It is worth noting that when the client has data to send to the server, for
instance during a POST request, the time already runs, and this can distort
apparent response time. For this reason, it's generally wise not to trust
too much this field for POST requests initiated from clients behind an
untrusted network. A value of "-1" here means that the last the response
header (empty line) was never seen, most likely because the server timeout
stroke before the server managed to process the request.
- Tt: total session duration time, between the moment the proxy accepted it
and the moment both ends were closed. The exception is when the "logasap"
option is specified. In this case, it only equals (Tq+Tw+Tc+Tr), and is
prefixed with a '+' sign. From this field, we can deduce "Td", the data
transmission time, by substracting other timers when valid :
Td = Tt - (Tq + Tw + Tc + Tr)
Timers with "-1" values have to be excluded from this equation. In TCP
mode, "Tq" and "Tr" have to be excluded too. Note that "Tt" can never be
negative.
These timers provide precious indications on trouble causes. Since the TCP
protocol defines retransmit delays of 3, 6, 12... seconds, we know for sure
that timers close to multiples of 3s are nearly always related to lost packets
due to network problems (wires, negotiation, congestion). Moreover, if "Tt" is
close to a timeout value specified in the configuration, it often means that a
session has been aborted on timeout.
Most common cases :
- If "Tq" is close to 3000, a packet has probably been lost between the
client and the proxy. This is very rare on local networks but might happen
when clients are on far remote networks and send large requests. It may
happen that values larger than usual appear here without any network cause.
Sometimes, during an attack or just after a resource starvation has ended,
haproxy may accept thousands of connections in a few milliseconds. The time
spent accepting these connections will inevitably slightly delay processing
of other connections, and it can happen that request times in the order of
a few tens of milliseconds are measured after a few thousands of new
connections have been accepted at once. Setting "option http-server-close"

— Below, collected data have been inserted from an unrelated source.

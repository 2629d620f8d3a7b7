// Locator - Lazy element selector with actionability waits
//
// A locator is a deferred reference: nothing is resolved until an action
// consumes it, and every action re-evaluates the selector from scratch.
// A locator may carry several candidate selectors in priority order; the
// consuming action uses the first one that currently resolves. That models
// the fallback chains the generated flows rely on when the app's markup is
// unstable, without turning them into a generic retry policy.

use std::fmt;
use std::time::{Duration, Instant};

use chromiumoxide::element::Element;

use crate::error::{Error, Result};
use crate::page::Page;

/// Polling interval for actionability and visibility waits.
pub(crate) const POLL_INTERVAL: Duration = Duration::from_millis(100);

/// JS predicate evaluated on a candidate element before acting on it.
const VISIBLE_JS: &str = r#"function() {
    const style = window.getComputedStyle(this);
    if (style.display === 'none' || style.visibility === 'hidden') return false;
    const rect = this.getBoundingClientRect();
    return rect.width > 0 && rect.height > 0;
}"#;

/// Clears an input's current value so fill() replaces instead of appends.
const CLEAR_JS: &str = r#"function() {
    if ('value' in this) {
        this.value = '';
        this.dispatchEvent(new Event('input', { bubbles: true }));
    }
}"#;

/// One way of finding an element on the page.
///
/// The generated flows use structural XPath selectors (`xpath=` prefix or a
/// leading `/`) and visible-text selectors (`text=` prefix); anything else
/// is treated as CSS.
#[derive(Debug, Clone, PartialEq, Eq)]
pub enum Selector {
    /// CSS selector
    Css(String),
    /// Structural (path-based) XPath selector
    XPath(String),
    /// First element with a matching visible text node
    Text(String),
}

impl Selector {
    /// Parses the selector syntax used by the scenario scripts.
    pub fn parse(raw: &str) -> Selector {
        if let Some(query) = raw.strip_prefix("xpath=") {
            Selector::XPath(query.to_string())
        } else if raw.starts_with('/') || raw.starts_with("(/") {
            Selector::XPath(raw.to_string())
        } else if let Some(text) = raw.strip_prefix("text=") {
            Selector::Text(text.to_string())
        } else {
            Selector::Css(raw.to_string())
        }
    }

    /// XPath matching elements with a text node containing `text`.
    ///
    /// Matching on direct text nodes keeps the match on the leaf element
    /// instead of every ancestor that also "contains" the text.
    fn text_xpath(text: &str) -> String {
        format!("//*[text()[contains(., {})]]", xpath_string_literal(text))
    }
}

impl fmt::Display for Selector {
    fn fmt(&self, f: &mut fmt::Formatter<'_>) -> fmt::Result {
        match self {
            Selector::Css(css) => write!(f, "{css}"),
            Selector::XPath(query) => write!(f, "xpath={query}"),
            Selector::Text(text) => write!(f, "text={text}"),
        }
    }
}

/// Quotes `text` as an XPath string literal.
///
/// XPath 1.0 has no escape sequences, so text containing both quote kinds
/// has to be stitched together with concat().
fn xpath_string_literal(text: &str) -> String {
    if !text.contains('"') {
        return format!("\"{text}\"");
    }
    if !text.contains('\'') {
        return format!("'{text}'");
    }
    let parts: Vec<String> = text
        .split('"')
        .map(|part| format!("\"{part}\""))
        .collect();
    format!("concat({})", parts.join(", '\"', "))
}

/// Deferred reference to the first element matching one of the candidate
/// selectors, resolved anew by each consuming action.
#[derive(Clone)]
pub struct Locator {
    page: Page,
    candidates: Vec<Selector>,
    timeout: Duration,
}

impl Locator {
    pub(crate) fn new(page: Page, candidates: Vec<Selector>) -> Self {
        let timeout = page.default_timeout();
        Self {
            page,
            candidates,
            timeout,
        }
    }

    /// Action/assertion timeout inherited from the page.
    pub(crate) fn page_timeout(&self) -> Duration {
        self.timeout
    }

    /// Human-readable form of the candidate list, for error messages.
    pub fn describe(&self) -> String {
        self.candidates
            .iter()
            .map(Selector::to_string)
            .collect::<Vec<_>>()
            .join(" | ")
    }

    /// Single resolution pass over the candidates, in order.
    async fn resolve_once(&self) -> Option<Element> {
        for selector in &self.candidates {
            let found = match selector {
                Selector::Css(css) => self.page.cdp().find_element(css.as_str()).await.ok(),
                Selector::XPath(query) => self.page.cdp().find_xpath(query.as_str()).await.ok(),
                Selector::Text(text) => self
                    .page
                    .cdp()
                    .find_xpath(Selector::text_xpath(text))
                    .await
                    .ok(),
            };
            if found.is_some() {
                return found;
            }
        }
        None
    }

    /// Whether some candidate currently resolves to a visible element.
    ///
    /// Never errors on "no match" - a locator with zero matches is a valid
    /// state, it just is not visible yet.
    pub async fn is_visible(&self) -> bool {
        match self.resolve_once().await {
            Some(element) => element_visible(&element).await,
            None => false,
        }
    }

    /// Waits until a candidate resolves to a visible element.
    async fn wait_actionable(&self, timeout: Duration) -> Result<Element> {
        let start = Instant::now();
        loop {
            if let Some(element) = self.resolve_once().await {
                if element_visible(&element).await {
                    return Ok(element);
                }
            }

            if start.elapsed() >= timeout {
                return Err(Error::ActionTimeout {
                    selector: self.describe(),
                    duration_ms: timeout.as_millis() as u64,
                });
            }

            tokio::time::sleep(POLL_INTERVAL).await;
        }
    }

    /// Clicks the first actionable candidate, waiting up to the page's
    /// default action timeout.
    pub async fn click(&self) -> Result<()> {
        self.click_with_timeout(self.timeout).await
    }

    /// Clicks with an explicit actionability-wait budget.
    pub async fn click_with_timeout(&self, timeout: Duration) -> Result<()> {
        let element = self.wait_actionable(timeout).await?;
        element.click().await?;
        tracing::debug!("Clicked '{}'", self.describe());
        Ok(())
    }

    /// Replaces the element's text with `text`, waiting up to the page's
    /// default action timeout for it to become actionable.
    pub async fn fill(&self, text: &str) -> Result<()> {
        self.fill_with_timeout(text, self.timeout).await
    }

    /// Fills with an explicit actionability-wait budget.
    pub async fn fill_with_timeout(&self, text: &str, timeout: Duration) -> Result<()> {
        let element = self.wait_actionable(timeout).await?;
        // Click to focus, clear any prefilled value, then type.
        element.click().await?;
        element.call_js_fn(CLEAR_JS, false).await?;
        element.type_str(text).await?;
        tracing::debug!("Filled '{}' ({} chars)", self.describe(), text.len());
        Ok(())
    }
}

async fn element_visible(element: &Element) -> bool {
    match element.call_js_fn(VISIBLE_JS, false).await {
        Ok(ret) => ret
            .result
            .value
            .and_then(|v| v.as_bool())
            .unwrap_or(false),
        Err(_) => false,
    }
}

#[cfg(test)]
mod tests {
    use super::*;

    #[test]
    fn parses_xpath_prefix() {
        let selector = Selector::parse("xpath=/html/body/div[1]/form/button");
        assert_eq!(
            selector,
            Selector::XPath("/html/body/div[1]/form/button".to_string())
        );
    }

    #[test]
    fn parses_bare_path_as_xpath() {
        assert_eq!(
            Selector::parse("/html/body/div[1]/div/a"),
            Selector::XPath("/html/body/div[1]/div/a".to_string())
        );
    }

    #[test]
    fn parses_text_prefix() {
        assert_eq!(
            Selector::parse("text=Email enviado"),
            Selector::Text("Email enviado".to_string())
        );
    }

    #[test]
    fn everything_else_is_css() {
        assert_eq!(
            Selector::parse("form input[type=email]"),
            Selector::Css("form input[type=email]".to_string())
        );
    }

    #[test]
    fn display_round_trips_prefixes() {
        for raw in ["xpath=/html/body/a", "text=Status", "button.primary"] {
            assert_eq!(Selector::parse(raw).to_string(), raw);
        }
    }

    #[test]
    fn text_xpath_targets_direct_text_nodes() {
        let xpath = Selector::text_xpath("Verifique sua caixa de entrada");
        assert_eq!(
            xpath,
            "//*[text()[contains(., \"Verifique sua caixa de entrada\")]]"
        );
    }

    #[test]
    fn xpath_literal_handles_quotes() {
        assert_eq!(xpath_string_literal("plain"), "\"plain\"");
        assert_eq!(xpath_string_literal("it's"), "\"it's\"");
        assert_eq!(xpath_string_literal("a \"b\""), "'a \"b\"'");
        assert_eq!(
            xpath_string_literal("a\"b'c"),
            "concat(\"a\", '\"', \"b'c\")"
        );
    }
}
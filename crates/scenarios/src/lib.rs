//! Shared fixtures for the Atende end-to-end scenarios: where the app
//! lives, which structural selectors the generated flows target, and the
//! texts and routes they assert on.
//!
//! Each scenario is its own binary under `src/bin/`; exit status reflects
//! the embedded assertions (known failures excepted, see the runner).

use tracing_subscriber::EnvFilter;

/// Everything the scenarios know about the application under test.
///
/// The app itself is an external collaborator: it must already be running
/// at the base address before a scenario starts.
pub mod app {
    /// Fixed local address the generated flows target. `E2E_BASE_URL`
    /// overrides it for local runs against another port.
    pub const DEFAULT_BASE_URL: &str = "http://localhost:3001";

    /// Password-recovery route.
    pub const ROUTE_RECOVERY: &str = "/esqueci-senha";

    /// Authenticated attendance dashboard route.
    pub const ROUTE_ATTENDANCE: &str = "/atendimento";

    /// Test-account credentials used by the login flow.
    pub const LOGIN_EMAIL: &str = "arthurkalleb@protonmail.com";
    pub const LOGIN_PASSWORD: &str = "123456";

    // Structural selectors recorded from the live DOM. The login markup
    // moved around between recordings, hence the candidate lists.
    pub const LOGIN_EMAIL_INPUT: &str =
        "xpath=/html/body/div[1]/div/div[2]/div[2]/form/div[1]/div/input";
    pub const LOGIN_PASSWORD_INPUT: &str =
        "xpath=/html/body/div[1]/div/div[2]/div[2]/form/div[2]/div[2]/div/input";
    pub const LOGIN_SUBMIT_BUTTON: &str =
        "xpath=/html/body/div[1]/div/div[2]/div[2]/form/button";

    /// Candidate selectors for the "Esqueceu a senha?" link, in the order
    /// the recordings found them.
    pub const FORGOT_PASSWORD_LINKS: &[&str] = &[
        "xpath=/html/body/div[1]/div/div[2]/div[2]/form/div[2]/div[1]/a",
        "xpath=/html/body/div[1]/div/div/div[2]/form/div[2]/div[1]/a",
        "xpath=/html/body/div[1]/div/div/div[2]/form/div[2]/div[2]/button",
    ];

    /// Confirmation texts shown after requesting a password reset.
    pub const TEXT_EMAIL_SENT: &str = "Email enviado";
    pub const TEXT_CHECK_INBOX: &str = "Verifique sua caixa de entrada";

    /// Labels the attendance dashboard is expected to show.
    pub const ATTENDANCE_TEXTS: &[&str] = &["Conversas", "Status"];

    /// Base address of the running app.
    pub fn base_url() -> String {
        std::env::var("E2E_BASE_URL").unwrap_or_else(|_| DEFAULT_BASE_URL.to_string())
    }

    /// Absolute URL for an app route.
    pub fn url_for(route: &str) -> String {
        format!("{}{}", base_url(), route)
    }
}

/// Installs the compact fmt subscriber; `RUST_LOG` filters, default `info`.
pub fn init_tracing() {
    tracing_subscriber::fmt()
        .with_env_filter(
            EnvFilter::try_from_default_env().unwrap_or_else(|_| EnvFilter::new("info")),
        )
        .init();
}

#[cfg(test)]
mod tests {
    use super::app;

    #[test]
    fn routes_match_the_recorded_flows() {
        assert_eq!(app::ROUTE_RECOVERY, "/esqueci-senha");
        assert_eq!(app::ROUTE_ATTENDANCE, "/atendimento");
    }

    #[test]
    fn forgot_password_candidates_keep_recorded_order() {
        // The anchor inside the two-column login form was found first in
        // every recording; order is what makes the fallback meaningful.
        assert_eq!(app::FORGOT_PASSWORD_LINKS.len(), 3);
        assert!(app::FORGOT_PASSWORD_LINKS[0].ends_with("div[1]/a"));
        assert!(
            app::FORGOT_PASSWORD_LINKS
                .iter()
                .all(|s| s.starts_with("xpath=/html/body"))
        );
    }

    #[test]
    fn url_for_joins_route_onto_base() {
        // Uses the default unless E2E_BASE_URL is exported by the caller.
        assert!(app::url_for("/esqueci-senha").ends_with("/esqueci-senha"));
    }
}
// Page - A single navigable document
//
// Thin handle over the engine page: navigation with wait policies, locator
// construction, URL reads, and the unconditional pause the scenario
// contract keeps around. The handle is cheap to clone; the runner keeps a
// clone for failure screenshots while the scenario drives its own.

use std::time::{Duration, Instant};

use chromiumoxide::cdp::browser_protocol::page::CaptureScreenshotFormat;
use chromiumoxide::page::ScreenshotParams;

use crate::error::{Error, Result};
use crate::locator::{Locator, POLL_INTERVAL, Selector};

/// Navigation timeout used by every scenario (10 seconds).
pub const DEFAULT_NAVIGATION_TIMEOUT: Duration = Duration::from_millis(10_000);

/// When a navigation is considered finished.
#[derive(Debug, Clone, Copy, PartialEq, Eq)]
pub enum WaitUntil {
    /// Return as soon as the navigation is committed; do not wait for the
    /// document to finish loading.
    Commit,
    /// Wait for the load lifecycle event.
    Load,
}

/// Options for [`Page::goto`]
#[derive(Debug, Clone)]
pub struct GotoOptions {
    pub wait_until: WaitUntil,
    pub timeout: Duration,
}

impl Default for GotoOptions {
    fn default() -> Self {
        Self {
            wait_until: WaitUntil::Load,
            timeout: DEFAULT_NAVIGATION_TIMEOUT,
        }
    }
}

impl GotoOptions {
    /// The policy every scenario uses: commit wait, 10 s budget.
    pub fn commit() -> Self {
        Self {
            wait_until: WaitUntil::Commit,
            ..Self::default()
        }
    }

    pub fn wait_until(mut self, wait_until: WaitUntil) -> Self {
        self.wait_until = wait_until;
        self
    }

    pub fn timeout(mut self, timeout: Duration) -> Self {
        self.timeout = timeout;
        self
    }
}

/// A single navigable document bound to a [`crate::Context`].
#[derive(Clone, Debug)]
pub struct Page {
    inner: chromiumoxide::Page,
    default_timeout: Duration,
}

impl Page {
    pub(crate) fn new(inner: chromiumoxide::Page, default_timeout: Duration) -> Self {
        Self {
            inner,
            default_timeout,
        }
    }

    pub(crate) fn cdp(&self) -> &chromiumoxide::Page {
        &self.inner
    }

    /// Default actionability/assertion timeout inherited from the context.
    pub fn default_timeout(&self) -> Duration {
        self.default_timeout
    }

    /// Navigates to `url`.
    ///
    /// With [`WaitUntil::Commit`] this returns once the navigation is
    /// committed (the engine's navigate call resolves on commit); with
    /// [`WaitUntil::Load`] it additionally waits for the page to finish
    /// loading. Fails with [`Error::NavigationTimeout`] when the budget
    /// elapses and [`Error::Navigation`] on network failure.
    pub async fn goto(&self, url: &str, options: GotoOptions) -> Result<()> {
        tracing::debug!("Navigating to {} ({:?})", url, options.wait_until);

        let navigate = async {
            self.inner.goto(url).await?;
            if options.wait_until == WaitUntil::Load {
                self.inner.wait_for_navigation().await?;
            }
            Ok::<_, chromiumoxide::error::CdpError>(())
        };

        match tokio::time::timeout(options.timeout, navigate).await {
            Ok(Ok(())) => Ok(()),
            Ok(Err(e)) => Err(Error::Navigation {
                url: url.to_string(),
                message: e.to_string(),
            }),
            Err(_) => Err(Error::NavigationTimeout {
                url: url.to_string(),
                duration_ms: options.timeout.as_millis() as u64,
            }),
        }
    }

    /// Lazy handle to the first element matching `selector`.
    ///
    /// Resolution is deferred to the consuming action; a selector with no
    /// current match is not an error here.
    pub fn locator(&self, selector: &str) -> Locator {
        Locator::new(self.clone(), vec![Selector::parse(selector)])
    }

    /// Ordered-candidate locator: the consuming action uses the first
    /// selector that resolves. Candidate order is preserved.
    pub fn locator_any<'a>(&self, selectors: impl IntoIterator<Item = &'a str>) -> Locator {
        let candidates = selectors.into_iter().map(Selector::parse).collect();
        Locator::new(self.clone(), candidates)
    }

    /// The page's current address, for substring assertions.
    pub async fn current_url(&self) -> Result<String> {
        Ok(self.inner.url().await?.unwrap_or_default())
    }

    /// Polls until the current URL contains `fragment`.
    ///
    /// Bounded replacement for the fixed sleep-then-assert the generated
    /// flows used after form submits. Fails with [`Error::Navigation`]
    /// naming the missing fragment.
    pub async fn wait_for_url_contains(&self, fragment: &str, timeout: Duration) -> Result<()> {
        let start = Instant::now();
        loop {
            let url = self.current_url().await?;
            if url.contains(fragment) {
                return Ok(());
            }

            if start.elapsed() >= timeout {
                return Err(Error::Navigation {
                    url,
                    message: format!(
                        "expected URL to contain '{}' within {}ms",
                        fragment,
                        timeout.as_millis()
                    ),
                });
            }

            tokio::time::sleep(POLL_INTERVAL).await;
        }
    }

    /// Unconditional scheduling delay.
    ///
    /// Not a synchronization primitive; prefer the bounded waits. Kept for
    /// parity with the page contract the scenarios were generated against.
    pub async fn wait(&self, duration: Duration) {
        tokio::time::sleep(duration).await;
    }

    /// Captures a PNG of the current viewport.
    pub async fn screenshot(&self) -> Result<Vec<u8>> {
        let bytes = self
            .inner
            .screenshot(
                ScreenshotParams::builder()
                    .format(CaptureScreenshotFormat::Png)
                    .full_page(false)
                    .build(),
            )
            .await?;
        Ok(bytes)
    }
}

#[cfg(test)]
mod tests {
    use super::*;

    #[test]
    fn commit_policy_keeps_navigation_budget() {
        let options = GotoOptions::commit();
        assert_eq!(options.wait_until, WaitUntil::Commit);
        assert_eq!(options.timeout, DEFAULT_NAVIGATION_TIMEOUT);
    }

    #[test]
    fn goto_options_builder_overrides() {
        let options = GotoOptions::default()
            .wait_until(WaitUntil::Commit)
            .timeout(Duration::from_secs(3));
        assert_eq!(options.wait_until, WaitUntil::Commit);
        assert_eq!(options.timeout, Duration::from_secs(3));
    }
}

may display larger request times since "Tq" also measures the time spent
waiting for additional requests.
- If "Tc" is close to 3000, a packet has probably been lost between the
server and the proxy during the server connection phase. This value should
always be very low, such as 1 ms on local networks and less than a few tens
of ms on remote networks.
- If "Tr" is nearly always lower than 3000 except some rare values which seem
to be the average majored by 3000, there are probably some packets lost
between the proxy and the server.
- If "Tt" is large even for small byte counts, it generally is because
neither the client nor the server decides to close the connection, for
instance because both have agreed on a keep-alive connection mode. In order
to solve this issue, it will be needed to specify "option httpclose" on
either the frontend or the backend. If the problem persists, it means that
the server ignores the "close" connection mode and expects the client to
close. Then it will be required to use "option forceclose". Having the
smallest possible 'Tt' is important when connection regulation is used with
the "maxconn" option on the servers, since no new connection will be sent
to the server until another one is released.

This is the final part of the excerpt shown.